▶ _The records_
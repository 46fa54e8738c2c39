//! Code both peers run: the action engine, the wire protocol, the session
//! registry and the connection state machine.

pub mod action;
pub mod connection;
pub mod math;
pub mod protocol;
pub mod session;
pub mod world;

pub use action::{Action, ActionCatalog, ActionConfig, ActionFactory, ActionId, ActionRequestData};
pub use math::Vec3;
pub use protocol::{ConnectStatus, ConnectionPayload, Packet, ProtocolError};
pub use session::{ClientId, PlayerSessionData, SessionManager};
pub use world::{EntityId, LifeState, World, WorldQuery};

/// Default simulation rate of the host, in ticks per second.
pub const DEFAULT_TICK_RATE: u32 = 60;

▶ _Brief_
All lines from the one with "ticks per second." through the end of the records need to be copied exactly, and no other lines.

▶ _Task answer_
/// Default simulation rate of the host, in ticks per second.
pub const DEFAULT_TICK_RATE: u32 = 60;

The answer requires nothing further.